_Task to complete_. Could you filter the records below down to the lines that include the word "MeshCache"?

....

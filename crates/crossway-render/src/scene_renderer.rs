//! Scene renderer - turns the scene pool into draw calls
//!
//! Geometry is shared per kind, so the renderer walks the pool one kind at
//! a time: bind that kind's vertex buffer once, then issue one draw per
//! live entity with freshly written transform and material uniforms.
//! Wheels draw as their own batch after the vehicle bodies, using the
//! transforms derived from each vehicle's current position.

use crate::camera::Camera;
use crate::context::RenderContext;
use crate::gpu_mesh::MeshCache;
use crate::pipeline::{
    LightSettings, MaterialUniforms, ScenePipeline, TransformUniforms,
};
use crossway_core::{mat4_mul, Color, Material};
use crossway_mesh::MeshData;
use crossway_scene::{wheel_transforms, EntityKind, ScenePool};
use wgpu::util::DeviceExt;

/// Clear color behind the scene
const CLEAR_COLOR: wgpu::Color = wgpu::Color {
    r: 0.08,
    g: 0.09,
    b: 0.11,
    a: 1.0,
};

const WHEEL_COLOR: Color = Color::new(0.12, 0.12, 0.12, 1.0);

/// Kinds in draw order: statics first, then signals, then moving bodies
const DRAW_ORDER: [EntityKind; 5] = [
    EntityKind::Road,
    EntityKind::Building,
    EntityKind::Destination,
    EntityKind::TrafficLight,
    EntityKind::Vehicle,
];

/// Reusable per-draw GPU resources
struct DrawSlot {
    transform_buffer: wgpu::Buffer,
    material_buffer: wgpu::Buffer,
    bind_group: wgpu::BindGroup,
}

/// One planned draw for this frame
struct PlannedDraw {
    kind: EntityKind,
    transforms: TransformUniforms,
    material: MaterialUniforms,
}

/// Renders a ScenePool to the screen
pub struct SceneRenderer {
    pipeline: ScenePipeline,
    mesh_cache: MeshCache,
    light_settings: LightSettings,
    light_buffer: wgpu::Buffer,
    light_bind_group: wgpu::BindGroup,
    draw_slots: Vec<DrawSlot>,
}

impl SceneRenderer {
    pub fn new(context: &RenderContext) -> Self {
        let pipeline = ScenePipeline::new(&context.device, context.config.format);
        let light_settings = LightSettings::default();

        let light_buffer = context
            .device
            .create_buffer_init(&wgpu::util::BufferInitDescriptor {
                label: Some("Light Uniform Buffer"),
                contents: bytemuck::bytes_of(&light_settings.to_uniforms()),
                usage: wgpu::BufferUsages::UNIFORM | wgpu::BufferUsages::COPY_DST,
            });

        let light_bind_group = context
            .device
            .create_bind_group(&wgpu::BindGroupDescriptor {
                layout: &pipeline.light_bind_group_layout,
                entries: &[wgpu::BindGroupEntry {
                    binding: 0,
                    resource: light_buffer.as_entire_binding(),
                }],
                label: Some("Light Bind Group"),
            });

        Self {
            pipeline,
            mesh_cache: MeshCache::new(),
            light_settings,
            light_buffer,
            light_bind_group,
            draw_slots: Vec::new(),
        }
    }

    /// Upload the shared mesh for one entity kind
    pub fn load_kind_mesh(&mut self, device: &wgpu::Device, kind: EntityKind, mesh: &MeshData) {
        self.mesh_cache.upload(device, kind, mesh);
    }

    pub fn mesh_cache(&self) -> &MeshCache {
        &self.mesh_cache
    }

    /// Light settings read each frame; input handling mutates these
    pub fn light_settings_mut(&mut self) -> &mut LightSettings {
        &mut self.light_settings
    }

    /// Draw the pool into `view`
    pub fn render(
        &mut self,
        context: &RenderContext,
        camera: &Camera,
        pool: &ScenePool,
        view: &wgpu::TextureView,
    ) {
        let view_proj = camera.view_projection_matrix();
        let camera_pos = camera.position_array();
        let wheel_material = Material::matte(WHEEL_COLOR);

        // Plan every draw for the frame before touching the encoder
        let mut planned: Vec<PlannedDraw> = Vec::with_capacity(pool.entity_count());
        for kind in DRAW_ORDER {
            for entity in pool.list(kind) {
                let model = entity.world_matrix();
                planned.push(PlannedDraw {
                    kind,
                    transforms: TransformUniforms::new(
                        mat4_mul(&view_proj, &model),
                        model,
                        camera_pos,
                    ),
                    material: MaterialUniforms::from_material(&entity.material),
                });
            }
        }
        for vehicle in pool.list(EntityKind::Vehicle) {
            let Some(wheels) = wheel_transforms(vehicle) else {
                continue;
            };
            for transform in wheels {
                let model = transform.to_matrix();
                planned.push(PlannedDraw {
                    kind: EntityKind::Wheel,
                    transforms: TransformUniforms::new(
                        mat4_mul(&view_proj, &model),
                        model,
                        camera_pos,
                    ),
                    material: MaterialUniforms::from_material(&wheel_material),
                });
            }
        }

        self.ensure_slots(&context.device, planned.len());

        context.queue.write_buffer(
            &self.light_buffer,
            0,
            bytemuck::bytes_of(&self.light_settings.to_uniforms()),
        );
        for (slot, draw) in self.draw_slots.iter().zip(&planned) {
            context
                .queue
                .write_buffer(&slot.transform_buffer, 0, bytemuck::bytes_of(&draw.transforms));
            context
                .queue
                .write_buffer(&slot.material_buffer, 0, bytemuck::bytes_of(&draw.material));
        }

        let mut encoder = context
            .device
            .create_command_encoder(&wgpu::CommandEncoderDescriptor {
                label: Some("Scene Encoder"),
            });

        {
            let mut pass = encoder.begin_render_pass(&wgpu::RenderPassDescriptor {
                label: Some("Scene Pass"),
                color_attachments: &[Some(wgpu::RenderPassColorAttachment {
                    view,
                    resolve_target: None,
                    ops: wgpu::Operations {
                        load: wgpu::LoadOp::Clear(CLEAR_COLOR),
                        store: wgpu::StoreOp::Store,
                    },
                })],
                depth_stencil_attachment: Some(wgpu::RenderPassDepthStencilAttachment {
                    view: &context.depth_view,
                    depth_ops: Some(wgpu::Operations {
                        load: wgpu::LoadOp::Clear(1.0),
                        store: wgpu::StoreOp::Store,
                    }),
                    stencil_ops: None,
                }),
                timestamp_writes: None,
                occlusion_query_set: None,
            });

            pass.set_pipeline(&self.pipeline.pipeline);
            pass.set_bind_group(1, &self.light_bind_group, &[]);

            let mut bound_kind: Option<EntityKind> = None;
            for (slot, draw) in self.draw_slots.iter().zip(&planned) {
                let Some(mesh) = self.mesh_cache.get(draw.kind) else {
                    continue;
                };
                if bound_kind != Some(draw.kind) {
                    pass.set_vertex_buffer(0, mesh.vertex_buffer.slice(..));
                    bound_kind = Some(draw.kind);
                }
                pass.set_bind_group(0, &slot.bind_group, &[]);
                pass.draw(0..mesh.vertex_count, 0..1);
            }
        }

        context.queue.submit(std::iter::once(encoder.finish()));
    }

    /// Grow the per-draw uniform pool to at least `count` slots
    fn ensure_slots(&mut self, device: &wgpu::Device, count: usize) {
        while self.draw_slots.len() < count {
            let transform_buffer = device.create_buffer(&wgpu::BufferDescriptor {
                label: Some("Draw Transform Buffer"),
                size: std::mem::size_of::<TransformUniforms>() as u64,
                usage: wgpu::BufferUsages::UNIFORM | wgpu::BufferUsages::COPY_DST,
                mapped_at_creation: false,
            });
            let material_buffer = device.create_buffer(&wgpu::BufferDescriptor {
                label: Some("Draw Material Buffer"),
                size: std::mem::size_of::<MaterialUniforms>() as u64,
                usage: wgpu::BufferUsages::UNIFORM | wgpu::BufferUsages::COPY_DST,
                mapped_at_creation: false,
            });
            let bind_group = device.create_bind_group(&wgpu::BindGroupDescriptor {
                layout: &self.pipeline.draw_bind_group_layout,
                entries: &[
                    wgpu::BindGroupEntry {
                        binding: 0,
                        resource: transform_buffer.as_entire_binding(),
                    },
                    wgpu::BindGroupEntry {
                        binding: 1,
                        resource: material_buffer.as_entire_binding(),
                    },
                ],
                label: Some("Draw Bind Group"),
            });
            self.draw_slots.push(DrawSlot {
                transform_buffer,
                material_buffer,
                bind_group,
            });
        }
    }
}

....

_Response_.
use crate::gpu_mesh::MeshCache;
    mesh_cache: MeshCache,
            mesh_cache: MeshCache::new(),
    pub fn mesh_cache(&self) -> &MeshCache {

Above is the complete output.